학술논문

A neural network approach to coronary heart disease risk assessment based on short-term measurement of RR intervals
Document Type
Conference
Source
Computers in Cardiology 1997 Computers in cardiology Computers in Cardiology 1997. :53-56 1997
Subject
Bioengineering
Computing and Processing
Signal Processing and Analysis
Neural networks
Cardiac disease
Risk management
Artificial neural networks
Heart rate variability
Pattern recognition
Encoding
Testing
Neurons
Data preprocessing
Language
Abstract
Using short-term heart rate variability (HRV) measurements, this study investigates the relationship between respiratory sinus arrhythmia (RSA) and Coronary Heart Disease (CHD) risk in asymptomatic patients who nevertheless exhibit CHD risk factors.

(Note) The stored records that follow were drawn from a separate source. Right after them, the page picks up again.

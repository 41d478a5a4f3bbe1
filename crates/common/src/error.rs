//! Common error types for the options analytics workspace

use thiserror::Error;

/// Common error type used across the workspace crates
#[derive(Error, Debug)]
pub enum Error {
    /// Invalid input was provided
    #[error("Invalid input: {0}")]
    InvalidInput(String),

    /// A date cell could not be parsed
    #[error("Invalid date: {0}")]
    InvalidDate(String),
}

/// Result type alias using the common Error type
pub type Result<T> = std::result::Result<T, Error>;

impl Error {
    /// Create an invalid input error
    pub fn invalid_input(msg: impl Into<String>) -> Self {
        Self::InvalidInput(msg.into())
    }

    /// Create an invalid date error
    pub fn invalid_date(msg: impl Into<String>) -> Self {
        Self::InvalidDate(msg.into())
    }
}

The aim is to train an artificial neutral network (ANN) to recognise HRV patterns related to CHD risk via a Poincare plot encoding. The ANN correctly classified 6 out of 9 'high' 6 out of 9 'medium', and 6 out of 9 'low' risk test cases. It is expected that this result can be improved by increasing the number of input neurons and by using different preprocessing techniques. This study showed that an ANN approach can be successful in detecting individuals at varying risk of CHD based on short-term HRV measurements under controlled breathing.